I thought it is like the familiy a distro belongs to. All Ubuntu-based distros go under “Ubuntu”, Arch-based under “Arch” and so on… If it is not, the poll needs much more choices, and I have nothing to vote for
It doesn’t look like it. Mint, Zorin, MX, Deepin, Neon and Manjaro are all based Debian/Ubuntu/Arch. It seems more like a random list of some of the more popular distros.
You are probably right. I just don’t use Ubuntu/Debian based distros (with the rare exception of Tails) and am not familiar with the ones listed here.
Nice!
That’s a lot
Whoops, I forgot…
I also use a second, third distribution. There are times when you are in a dualboot, such as Windows, but it may be installed on another drive, such as an external drive. I don’t use macOS in dualboot. The goal is to test bug fixes for a particular distribution or to try out the pros and cons of different systems. Mageia and Solus seem to be missing from the list.
Oh dear. Solus and mageia are good distros.
Nope. Just EndeavourOS.
Just as Mint is based on Ubuntu, so is Ubuntu based on Debian. So Mint is a descendant of Debian, as are many distro. A little Linux history. Sometime in the early 2000s, there were five major distributions: Slackware, Debian, Red Hat, Suse, Mandrake.
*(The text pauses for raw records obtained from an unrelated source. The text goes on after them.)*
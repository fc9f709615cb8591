//! Storage contracts consumed by the service layer.

use async_trait::async_trait;

use crate::error::AppResult;
use crate::models::{Entity, Role};

/// Storage collaborator for one entity family.
///
/// Ordering and match semantics of [`find_all`](Repository::find_all) and
/// [`search`](Repository::search) belong to the implementation; callers pass
/// results through untouched.
#[async_trait]
pub trait Repository<T: Entity>: Send + Sync {
    /// Every stored record.
    async fn find_all(&self) -> AppResult<Vec<T>>;

    /// Records whose searchable text contains `keyword`.
    async fn search(&self, keyword: &str) -> AppResult<Vec<T>>;

    /// Lookup by natural key (name or email).
    async fn find_by_key(&self, key: &str) -> AppResult<Option<T>>;

    async fn find_by_id(&self, id: i64) -> AppResult<Option<T>>;

    /// Inserts a record without an id or overwrites the stored one with the
    /// same id, returning the stored version (with its assigned id). An id
    /// that is not stored is `NotFound`.
    async fn save(&self, entity: T) -> AppResult<T>;

    /// Removes the record if present. Missing ids are not an error.
    async fn delete(&self, id: i64) -> AppResult<()>;
}

/// Read-only access to the role reference table.
#[async_trait]
pub trait RoleRepository: Send + Sync {
    async fn find_all(&self) -> AppResult<Vec<Role>>;

    /// Roles matching `ids`; unknown ids are silently skipped.
    async fn find_by_ids(&self, ids: &[i64]) -> AppResult<Vec<Role>>;
}
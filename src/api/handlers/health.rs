//! Health check endpoint.
//!
//! Checks the active storage backend through the role lookup, which every
//! backend can answer without side effects.

use std::time::Instant;

use axum::{Json, Router, extract::State, http::StatusCode, routing::get};

use crate::api::dto::{HealthResponse, HealthStatus};
use crate::state::AppState;

pub fn health_routes() -> Router<AppState> {
    Router::new().route("/health", get(health_check))
}

/// `200 OK` when storage answers, `503 Service Unavailable` otherwise.
pub async fn health_check(State(state): State<AppState>) -> (StatusCode, Json<HealthResponse>) {
    let started = Instant::now();

    let status = match state.services.roles.list_all().await {
        Ok(_) => HealthStatus::Healthy,
        Err(e) => {
            tracing::warn!(error = %e, storage = %state.storage, "Storage health check failed");
            HealthStatus::Unhealthy
        }
    };
    tracing::debug!(elapsed_ms = started.elapsed().as_millis() as u64, ?status, "Health check");

    let code = match status {
        HealthStatus::Healthy => StatusCode::OK,
        HealthStatus::Unhealthy => StatusCode::SERVICE_UNAVAILABLE,
    };

    (
        code,
        Json(HealthResponse {
            status,
            version: crate::pkg_version().to_string(),
            storage: state.storage.to_string(),
        }),
    )
}
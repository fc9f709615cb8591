//! Configuration validation logic
//!
//! Each section checks its own values; [`Settings::validate`] runs them in
//! order and returns the first failure.

use crate::config::error::ConfigError;
use crate::config::settings::{
    DatabaseConfig, FlashConfig, ServerConfig, Settings, StorageBackend, UploadConfig,
};

impl ServerConfig {
    /// Port must be non-zero and the request timeout positive.
    pub fn validate(&self) -> Result<(), ConfigError> {
        if self.port == 0 {
            return Err(ConfigError::validation(
                "server.port",
                "Port must be between 1 and 65535. Please specify a valid port number.",
            ));
        }

        if self.request_timeout == 0 {
            return Err(ConfigError::validation(
                "server.request_timeout",
                "Request timeout must be greater than 0 seconds.",
            ));
        }

        Ok(())
    }
}

impl DatabaseConfig {
    /// Validate database configuration
    ///
    /// # Validation Rules
    /// - URL must not be empty and must use a PostgreSQL scheme
    /// - Max and min connections must be greater than 0
    /// - Min connections must not exceed max connections
    pub fn validate(&self) -> Result<(), ConfigError> {
        if self.url.is_empty() {
            return Err(ConfigError::validation(
                "database.url",
                "Database URL is required when storage.backend is postgres.",
            ));
        }

        if !(self.url.starts_with("postgres://") || self.url.starts_with("postgresql://")) {
            return Err(ConfigError::validation(
                "database.url",
                "Invalid database URL format. Expected format: postgres://[user:password@]host[:port]/database",
            ));
        }

        if self.max_connections == 0 {
            return Err(ConfigError::validation(
                "database.max_connections",
                "Max connections must be greater than 0.",
            ));
        }

        if self.min_connections == 0 {
            return Err(ConfigError::validation(
                "database.min_connections",
                "Min connections must be greater than 0.",
            ));
        }

        if self.min_connections > self.max_connections {
            return Err(ConfigError::ValidationError {
                field: "database.min_connections".to_string(),
                message: format!(
                    "Min connections ({}) cannot exceed max connections ({}).",
                    self.min_connections, self.max_connections
                ),
            });
        }

        Ok(())
    }
}

impl FlashConfig {
    pub fn validate(&self) -> Result<(), ConfigError> {
        if self.ttl_seconds == 0 {
            return Err(ConfigError::validation(
                "flash.ttl_seconds",
                "Flash message TTL must be greater than 0 seconds.",
            ));
        }
        Ok(())
    }
}

impl UploadConfig {
    pub fn validate(&self) -> Result<(), ConfigError> {
        if self.allowed_image_extensions.is_empty() {
            return Err(ConfigError::validation(
                "upload.allowed_image_extensions",
                "At least one image extension must be allowed.",
            ));
        }

        if let Some(bad) = self
            .allowed_image_extensions
            .iter()
            .find(|ext| ext.trim_start_matches('.').is_empty())
        {
            return Err(ConfigError::ValidationError {
                field: "upload.allowed_image_extensions".to_string(),
                message: format!("Invalid image extension '{bad}'."),
            });
        }

        Ok(())
    }
}

impl Settings {
    /// Validate all configuration settings.
    ///
    /// Database settings are only checked for the postgres backend.
    pub fn validate(&self) -> Result<(), ConfigError> {
        self.server.validate()?;

        if self.storage.backend == StorageBackend::Postgres {
            self.database.validate()?;
        }

        self.logger
            .validate()
            .map_err(|e| ConfigError::validation("logger".to_string(), format!("{e:#}")))?;
        self.flash.validate()?;
        self.upload.validate()?;

        Ok(())
    }
}

#[cfg(test)]
mod tests {
    use super::*;

    fn postgres_settings(url: &str) -> Settings {
        let mut settings = Settings::default();
        settings.storage.backend = StorageBackend::Postgres;
        settings.database.url = url.to_string();
        settings
    }

    #[test]
    fn test_default_settings_are_valid() {
        assert!(Settings::default().validate().is_ok());
    }

    #[test]
    fn test_server_config_invalid_port_zero() {
        let mut settings = Settings::default();
        settings.server.port = 0;

        match settings.validate() {
            Err(ConfigError::ValidationError { field, .. }) => assert_eq!(field, "server.port"),
            other => panic!("Expected ValidationError, got {other:?}"),
        }
    }

    #[test]
    fn test_memory_backend_ignores_database() {
        let mut settings = Settings::default();
        settings.database.max_connections = 0;
        assert!(settings.validate().is_ok());
    }

    #[test]
    fn test_postgres_backend_requires_url() {
        assert!(postgres_settings("").validate().is_err());
        assert!(postgres_settings("mysql://localhost/db").validate().is_err());
        assert!(postgres_settings("postgres://localhost/catalog").validate().is_ok());
    }

    #[test]
    fn test_database_min_exceeds_max() {
        let mut settings = postgres_settings("postgres://localhost/catalog");
        settings.database.min_connections = 20;

        match settings.validate() {
            Err(ConfigError::ValidationError { field, message }) => {
                assert_eq!(field, "database.min_connections");
                assert!(message.contains("20"));
            }
            other => panic!("Expected ValidationError, got {other:?}"),
        }
    }

    #[test]
    fn test_invalid_logger_level() {
        let mut settings = Settings::default();
        settings.logger.level = "verbose".into();
        assert!(settings.validate().is_err());
    }

    #[test]
    fn test_flash_ttl_zero_rejected() {
        let mut settings = Settings::default();
        settings.flash.ttl_seconds = 0;
        assert!(settings.validate().is_err());
    }

    #[test]
    fn test_upload_extensions_rejected_when_empty_or_blank() {
        let mut settings = Settings::default();
        settings.upload.allowed_image_extensions.clear();
        assert!(settings.validate().is_err());

        settings.upload.allowed_image_extensions = vec![".".into()];
        assert!(settings.validate().is_err());
    }
}
//! Error response DTOs.

use serde::Serialize;
use serde_json::{Value, json};

/// Standard error response format.
#[derive(Debug, Serialize)]
pub struct ErrorResponse {
    pub code: String,
    pub message: String,
    #[serde(skip_serializing_if = "Option::is_none")]
    pub details: Option<Value>,
    /// Filled in by the request id layer on the way out.
    #[serde(skip_serializing_if = "Option::is_none")]
    pub request_id: Option<String>,
}

impl ErrorResponse {
    /// Creates a new error response with code and message.
    pub fn new(code: &str, message: &str) -> Self {
        Self {
            code: code.to_string(),
            message: message.to_string(),
            details: None,
            request_id: None,
        }
    }

    pub fn not_found_error(entity: &str, field: &str, value: &str) -> Self {
        Self::new("NOT_FOUND", &format!("{entity} with {field} '{value}' not found"))
            .with_details(json!({ "entity": entity, "field": field, "value": value }))
    }

    pub fn duplicate_error(entity: &str, field: &str, value: &str) -> Self {
        Self::new("DUPLICATE", &format!("{entity} with {field} '{value}' already exists"))
            .with_details(json!({ "entity": entity, "field": field, "value": value }))
    }

    pub fn validation_error(field: &str, reason: &str) -> Self {
        Self::new("VALIDATION_ERROR", &format!("Validation failed for {field}: {reason}"))
            .with_details(json!({ "field": field, "reason": reason }))
    }

    pub fn with_details(mut self, details: Value) -> Self {
        self.details = Some(details);
        self
    }
}
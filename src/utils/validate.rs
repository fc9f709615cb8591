//! Form field checks shared by the submit handlers.

use std::str::FromStr;

use bigdecimal::BigDecimal;
use validator::Validate;

use crate::error::ValidationFieldError;

/// Runs the derived validator rules and flattens the failures into field errors.
pub fn field_errors<T: Validate>(form: &T) -> Vec<ValidationFieldError> {
    match form.validate() {
        Ok(()) => Vec::new(),
        Err(errors) => ValidationFieldError::from_validation(&errors),
    }
}

/// Parses a decimal form field. Blank input reads as zero.
pub fn parse_decimal(
    field: &str,
    raw: &str,
    errors: &mut Vec<ValidationFieldError>,
) -> BigDecimal {
    let raw = raw.trim();
    if raw.is_empty() {
        return BigDecimal::from(0);
    }
    match BigDecimal::from_str(raw) {
        Ok(value) => value,
        Err(_) => {
            errors.push(ValidationFieldError::new(field, "数値を入力してください"));
            BigDecimal::from(0)
        }
    }
}

/// Parses an optional numeric form field. Blank input reads as `None`.
pub fn parse_optional<T: FromStr>(
    field: &str,
    raw: &str,
    errors: &mut Vec<ValidationFieldError>,
) -> Option<T> {
    let raw = raw.trim();
    if raw.is_empty() {
        return None;
    }
    match raw.parse() {
        Ok(value) => Some(value),
        Err(_) => {
            errors.push(ValidationFieldError::new(field, "数値を入力してください"));
            None
        }
    }
}

#[cfg(test)]
mod tests {
    use super::*;
    use axum::body::Body;
    use serde::Deserialize;
    use axum::extract::{Form, FromRequest, Request};
    use axum::http::{Method, header};
    use serde::de::DeserializeOwned;

    #[derive(Debug, Deserialize, Validate)]
    struct TestForm {
        #[validate(length(min = 3, max = 20, message = "3文字以上で入力してください"))]
        username: String,
        #[validate(email)]
        email: String,
    }

    async fn bind<T: DeserializeOwned>(body: &'static str) -> T {
        let request = Request::builder()
            .method(Method::POST)
            .uri("/test")
            .header(header::CONTENT_TYPE, "application/x-www-form-urlencoded")
            .body(Body::from(body))
            .unwrap();
        let Form(value) = Form::<T>::from_request(request, &()).await.unwrap();
        value
    }

    #[tokio::test]
    async fn test_valid_form_has_no_errors() {
        let form: TestForm = bind("username=tester&email=t%40example.com").await;

        assert!(field_errors(&form).is_empty());
    }

    #[tokio::test]
    async fn test_invalid_fields_are_reported() {
        let form: TestForm = bind("username=ab&email=nope").await;
        let errors = field_errors(&form);

        let fields: Vec<_> = errors.iter().map(|e| e.field.as_str()).collect();
        assert_eq!(fields, vec!["email", "username"]);
        assert_eq!(errors[1].message, "3文字以上で入力してください");
    }

    #[test]
    fn test_parse_decimal() {
        let mut errors = Vec::new();

        assert_eq!(
            parse_decimal("price", "12.50", &mut errors),
            BigDecimal::from_str("12.5").unwrap()
        );
        assert_eq!(parse_decimal("price", " ", &mut errors), BigDecimal::from(0));
        assert!(errors.is_empty());

        parse_decimal("cost", "abc", &mut errors);
        assert_eq!(
            errors,
            vec![ValidationFieldError::new("cost", "数値を入力してください")]
        );
    }

    #[test]
    fn test_parse_optional() {
        let mut errors = Vec::new();

        assert_eq!(parse_optional::<i64>("brand_id", " 7 ", &mut errors), Some(7));
        assert_eq!(parse_optional::<i64>("brand_id", "", &mut errors), None);
        assert!(errors.is_empty());

        assert_eq!(parse_optional::<i32>("in_stock", "3.5", &mut errors), None);
        assert_eq!(
            errors,
            vec![ValidationFieldError::new("in_stock", "数値を入力してください")]
        );
    }
}
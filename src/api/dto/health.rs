//! Health check DTOs for API responses.

use serde::{Deserialize, Serialize};

/// Health check response structure.
#[derive(Debug, Serialize, Deserialize)]
pub struct HealthResponse {
    pub status: HealthStatus,
    /// Application version
    pub version: String,
    /// Active storage backend (`memory` or `postgres`)
    pub storage: String,
}

/// Health status enumeration.
#[derive(Debug, Clone, Copy, PartialEq, Eq, Serialize, Deserialize)]
#[serde(rename_all = "lowercase")]
pub enum HealthStatus {
    /// Storage answered
    Healthy,
    /// Storage failed to answer
    Unhealthy,
}

#[cfg(test)]
mod tests {
    use super::*;

    #[test]
    fn test_health_status_serialization() {
        let json = serde_json::to_string(&HealthStatus::Healthy).unwrap();
        assert_eq!(json, "\"healthy\"");
    }
}
//! Category form body.

use serde::Deserialize;
use validator::Validate;

#[derive(Debug, Clone, Default, Deserialize, Validate)]
pub struct CategoryForm {
    #[validate(length(min = 1, max = 128, message = "カテゴリ名は1文字以上128文字以下で入力してください"))]
    #[serde(default)]
    pub name: String,
}
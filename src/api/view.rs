//! View responses.
//!
//! Template rendering lives outside this service: a handler answers with the
//! name of the view to render plus the model it needs, serialised as JSON.

use axum::Json;
use axum::response::{IntoResponse, Response};
use axum_extra::extract::cookie::CookieJar;
use serde::Serialize;
use serde_json::{Map, Value};

use crate::api::flash::Flash;
use crate::error::AppResult;

/// Model key the flash message is exposed under.
pub const SUCCESS_MESSAGE_KEY: &str = "success_message";

/// A view name and its model, answered with status 200.
#[derive(Debug, Clone, Serialize)]
pub struct ModelAndView {
    view: String,
    model: Map<String, Value>,
    #[serde(skip)]
    cookies: CookieJar,
}

impl ModelAndView {
    pub fn new(view: impl Into<String>) -> Self {
        Self {
            view: view.into(),
            model: Map::new(),
            cookies: CookieJar::new(),
        }
    }

    /// Adds `value` to the model under `key`.
    pub fn with<V: Serialize + ?Sized>(mut self, key: &str, value: &V) -> AppResult<Self> {
        self.model.insert(key.to_string(), serde_json::to_value(value)?);
        Ok(self)
    }

    /// Consumes the pending flash message, if any, and expires its cookie.
    pub fn with_flash(mut self, flash: Flash) -> Self {
        let (message, cookies) = flash.take();
        if let Some(message) = message {
            self.model
                .insert(SUCCESS_MESSAGE_KEY.to_string(), Value::String(message));
        }
        self.cookies = cookies;
        self
    }

    pub fn extend(mut self, model: Map<String, Value>) -> Self {
        self.model.extend(model);
        self
    }

    pub fn view(&self) -> &str {
        &self.view
    }

    pub fn model(&self) -> &Map<String, Value> {
        &self.model
    }
}

impl IntoResponse for ModelAndView {
    fn into_response(mut self) -> Response {
        let cookies = std::mem::replace(&mut self.cookies, CookieJar::new());
        (cookies, Json(self)).into_response()
    }
}

#[cfg(test)]
mod tests {
    use super::*;
    use std::time::Duration;

    use axum::http::header::{COOKIE, SET_COOKIE};
    use axum::http::{HeaderMap, HeaderValue, StatusCode};
    use axum_extra::extract::cookie::Cookie;
    use http_body_util::BodyExt;

    use crate::api::flash::{FLASH_COOKIE, FlashStore};

    fn flash_for(store: &FlashStore, cookie: Option<String>) -> Flash {
        let mut headers = HeaderMap::new();
        if let Some(cookie) = cookie {
            headers.insert(COOKIE, HeaderValue::from_str(&cookie).unwrap());
        }
        Flash::from_headers(&headers, store.clone())
    }

    #[test]
    fn test_with_inserts_serialised_value() {
        let mav = ModelAndView::new("categories/categories")
            .with("keyword", &Some("abc"))
            .unwrap();

        assert_eq!(mav.view(), "categories/categories");
        assert_eq!(mav.model()["keyword"], "abc");
    }

    #[test]
    fn test_with_flash_without_cookie_is_noop() {
        let store = FlashStore::new(Duration::from_secs(60));
        let response = ModelAndView::new("v")
            .with_flash(flash_for(&store, None))
            .into_response();

        assert!(response.headers().get(SET_COOKIE).is_none());
    }

    #[tokio::test]
    async fn test_response_body_and_cookie_reset() {
        let store = FlashStore::new(Duration::from_secs(60));
        let token = store.put("更新に成功しました");

        let response = ModelAndView::new("brands/brands")
            .with_flash(flash_for(&store, Some(format!("{FLASH_COOKIE}={token}"))))
            .into_response();

        assert_eq!(response.status(), StatusCode::OK);
        let header = response.headers()[SET_COOKIE].to_str().unwrap().to_string();
        let cookie = Cookie::parse(header).unwrap();
        assert_eq!(cookie.name(), FLASH_COOKIE);
        assert_eq!(cookie.value(), "");
        assert_eq!(cookie.path(), Some("/"));
        assert_eq!(cookie.max_age().map(|age| age.whole_seconds()), Some(0));

        let body = response.into_body().collect().await.unwrap().to_bytes();
        let json: Value = serde_json::from_slice(&body).unwrap();
        assert_eq!(json["view"], "brands/brands");
        assert_eq!(json["model"][SUCCESS_MESSAGE_KEY], "更新に成功しました");
        assert!(store.is_empty());
    }
}
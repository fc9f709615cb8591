//! Service layer for business logic operations.
//!
//! Services encapsulate business logic and coordinate between
//! repositories and handlers.

mod entity_service;
mod product_image_service;
mod role_service;

pub use entity_service::{
    BrandService, CategoryService, EntityService, ProductService, UserService,
};
pub use product_image_service::ProductImageService;
pub use role_service::RoleService;

use crate::repositories::Repositories;

/// Aggregates all services for convenient access.
///
/// This struct is designed to be used as Axum application state.
/// Cloning only bumps reference counts.
#[derive(Clone)]
pub struct Services {
    pub categories: CategoryService,
    pub brands: BrandService,
    pub products: ProductService,
    pub users: UserService,
    pub roles: RoleService,
    pub product_images: ProductImageService,
}

impl Services {
    /// Wires one service per repository.
    pub fn new(repos: Repositories, product_images: ProductImageService) -> Self {
        Self {
            categories: EntityService::new(repos.categories),
            brands: EntityService::new(repos.brands),
            products: EntityService::new(repos.products),
            users: EntityService::new(repos.users),
            roles: RoleService::new(repos.roles),
            product_images,
        }
    }
}
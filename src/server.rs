//! Server module for managing HTTP server lifecycle
//!
//! This module handles storage initialization, startup, and graceful shutdown.

use std::time::Duration;

use anyhow::Context;
use axum::http::StatusCode;
use tokio::net::TcpListener;
use tokio::signal;
use tower_http::timeout::TimeoutLayer;

use crate::api::routes::create_router;
use crate::config::{Environment, ServerConfig, Settings, StorageBackend};
use crate::db::{MigrationMode, establish_async_connection_pool, run_migrations};
use crate::repositories::Repositories;
use crate::state::AppState;

/// HTTP server manager
pub struct Server {
    settings: Settings,
}

impl Server {
    pub fn new(settings: Settings) -> Self {
        Self { settings }
    }

    /// Start the server and run until a shutdown signal arrives.
    ///
    /// # Errors
    /// - Database connection pool or migration errors (postgres backend)
    /// - Address binding errors
    /// - Server runtime errors
    pub async fn run(self) -> anyhow::Result<()> {
        tracing::info!(
            app_name = %self.settings.application.name,
            app_version = %self.settings.application.version,
            environment = %Environment::from_env(),
            "Application starting"
        );

        tracing::info!(
            host = %self.settings.server.host,
            port = %self.settings.server.port,
            request_timeout = %self.settings.server.request_timeout,
            storage = %self.settings.storage.backend,
            "Server configuration loaded"
        );

        let repos = self.repositories().await?;
        let state = AppState::new(repos, &self.settings);
        tracing::info!("Application state created");

        let router = create_router(state).layer(timeout_layer(&self.settings.server));

        let address = self.settings.server.address();
        let listener = TcpListener::bind(&address).await.map_err(|e| {
            tracing::error!(error = %e, address = %address, "Failed to bind to address");
            anyhow::anyhow!("Failed to bind to {}: {}", address, e)
        })?;

        tracing::info!(address = %address, "Server listening");

        axum::serve(listener, router)
            .with_graceful_shutdown(shutdown_signal())
            .await?;

        tracing::info!("Server shutdown complete");

        Ok(())
    }

    async fn repositories(&self) -> anyhow::Result<Repositories> {
        match self.settings.storage.backend {
            StorageBackend::Memory => {
                tracing::warn!("Using in-memory storage; records are lost on shutdown");
                Ok(Repositories::in_memory())
            }
            StorageBackend::Postgres => {
                let database = &self.settings.database;
                tracing::info!(
                    max_connections = %database.max_connections,
                    min_connections = %database.min_connections,
                    connection_timeout = %database.connection_timeout,
                    "Database configuration loaded"
                );

                if database.auto_migrate {
                    let applied = run_migrations(&database.url, MigrationMode::Apply)
                        .await
                        .context("Failed to apply database migrations")?;
                    tracing::info!(applied = applied.len(), "Database migrations applied");
                }

                let pool = establish_async_connection_pool(database)
                    .await
                    .context("Failed to initialize database connection pool")?;
                tracing::info!("Database connection pool initialized");

                Ok(Repositories::postgres(pool))
            }
        }
    }
}

/// Answers `408 Request Timeout` once a request outlives `request_timeout`.
fn timeout_layer(config: &ServerConfig) -> TimeoutLayer {
    TimeoutLayer::with_status_code(
        StatusCode::REQUEST_TIMEOUT,
        Duration::from_secs(config.request_timeout),
    )
}

/// Waits for Ctrl+C or SIGTERM.
async fn shutdown_signal() {
    let ctrl_c = async {
        if let Err(e) = signal::ctrl_c().await {
            tracing::error!(error = %e, "Failed to install Ctrl+C handler");
            std::future::pending::<()>().await;
        }
    };

    #[cfg(unix)]
    let terminate = async {
        match signal::unix::signal(signal::unix::SignalKind::terminate()) {
            Ok(mut sigterm) => {
                sigterm.recv().await;
            }
            Err(e) => {
                tracing::error!(error = %e, "Failed to install SIGTERM handler");
                std::future::pending::<()>().await;
            }
        }
    };

    #[cfg(not(unix))]
    let terminate = std::future::pending::<()>();

    tokio::select! {
        _ = ctrl_c => {
            tracing::info!("Received Ctrl+C, initiating graceful shutdown");
        }
        _ = terminate => {
            tracing::info!("Received SIGTERM, initiating graceful shutdown");
        }
    }
}
//! Database connection pool module.
//!
//! Provides async PostgreSQL connection pooling using diesel_async with bb8,
//! plus the embedded schema migrations.

mod pool;

pub use pool::{
    AsyncDbPool, MIGRATIONS, MigrationMode, establish_async_connection_pool, run_migrations,
};
use std::collections::BTreeSet;

use serde::Serialize;

use super::{Entity, Role};

/// Console operator account.
///
/// `email` is the login identifier. The password is an opaque (hashed)
/// credential: it is never compared here and never serialized into a view.
#[derive(Debug, Clone, Default, PartialEq, Eq, Serialize)]
pub struct User {
    pub id: Option<i64>,
    pub email: String,
    #[serde(skip_serializing)]
    pub password: String,
    pub name: String,
    pub enabled: bool,
    pub roles: BTreeSet<Role>,
}

impl User {
    pub fn new(
        id: impl Into<Option<i64>>,
        email: impl Into<String>,
        password: impl Into<String>,
        name: impl Into<String>,
        enabled: bool,
        roles: impl IntoIterator<Item = Role>,
    ) -> Self {
        Self {
            id: id.into(),
            email: email.into(),
            password: password.into(),
            name: name.into(),
            enabled,
            roles: roles.into_iter().collect(),
        }
    }

    /// Ids of the assigned roles, ascending.
    pub fn role_ids(&self) -> Vec<i64> {
        self.roles.iter().map(|r| r.id).collect()
    }
}

impl Entity for User {
    const ENTITY: &'static str = "user";
    const KEY_FIELD: &'static str = "email";

    fn id(&self) -> Option<i64> {
        self.id
    }

    fn set_id(&mut self, id: i64) {
        self.id = Some(id);
    }

    fn natural_key(&self) -> &str {
        &self.email
    }

    fn search_fields(&self) -> Vec<&str> {
        vec![&self.email, &self.name]
    }

    // An edit form submitted without a password keeps the stored one.
    fn carry_over(&mut self, stored: &Self) {
        if self.password.is_empty() {
            self.password = stored.password.clone();
        }
    }
}

#[cfg(test)]
mod tests {
    use super::*;

    #[test]
    fn test_password_is_not_serialized() {
        let user = User::new(1, "aaa@example.com", "secret-hash", "userA", true, []);
        let json = serde_json::to_value(&user).unwrap();

        assert!(json.get("password").is_none());
        assert_eq!(json["email"], "aaa@example.com");
    }

    #[test]
    fn test_role_ids_are_sorted() {
        let user = User::new(
            1,
            "aaa@example.com",
            "",
            "userA",
            false,
            [Role::new(2, "User", "一般"), Role::new(1, "Admin", "管理者")],
        );

        assert_eq!(user.role_ids(), vec![1, 2]);
    }

    #[test]
    fn test_default_user_is_new() {
        assert!(User::default().is_new());
    }
}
Most of today’s distros come from these. Contrary to popular belief, Slackware is the oldest distribution, not Debian.
EndeavourOS & Arch Linux only now, both my DE are Xfce.
Did you add these two distros to the choices?
openSUSE stable (15.2 atm) and openSUSE Tumbleweed. Both with KDE, Enlightenment and Xfce
I use endeavour os on my PC. Only in the virtualbox some others like win10 (I only use it for my running watch ), then debian, manjaro, arcolinux, openSUSE and elementary OS
If I remember correctly, Mandrake started out as being “Red Hat done right”. Sound familiar with Mint Linux? " The first release of Mandrake was based on Red Hat Linux Version 5.1 and K Desktop Environment 1 in July 1998." Cite wikipedia
Pudge
You’re right. Mandrake was started on Red Hat basics, using rpm as a package manager. Regardless, it later became an independent distribution. It was the only one besides Slackware that I never used in a live environment.
Fisrt LMDE; Mint (Cinnamon) and, now, learning EOS.
I use EOS on the computers that I interact with regularly (laptop, desktop).
On anything that I care about stability and not messing with a whole lot once it’s set up, I’ll use something more stable. On my RPi, I run Debian. On my 2 servers, I run CentOS.
I use Calculate Linux as my second “serious” distro It is Gentoo-based and has a similar approach to Endeavour’s in that it provides an easy installer, it’s own wiki and custom utilities helping you to manage the system. It also provides binary packages for popular software compiled in 3 different versions as well as kernel binaries. It is still Gentoo under the hood though, so you are free to compile and customize everything yourself if you wish (I already compiled my own unbootable kernel
).
It is never too late to learn. Especially when it comes to Linux.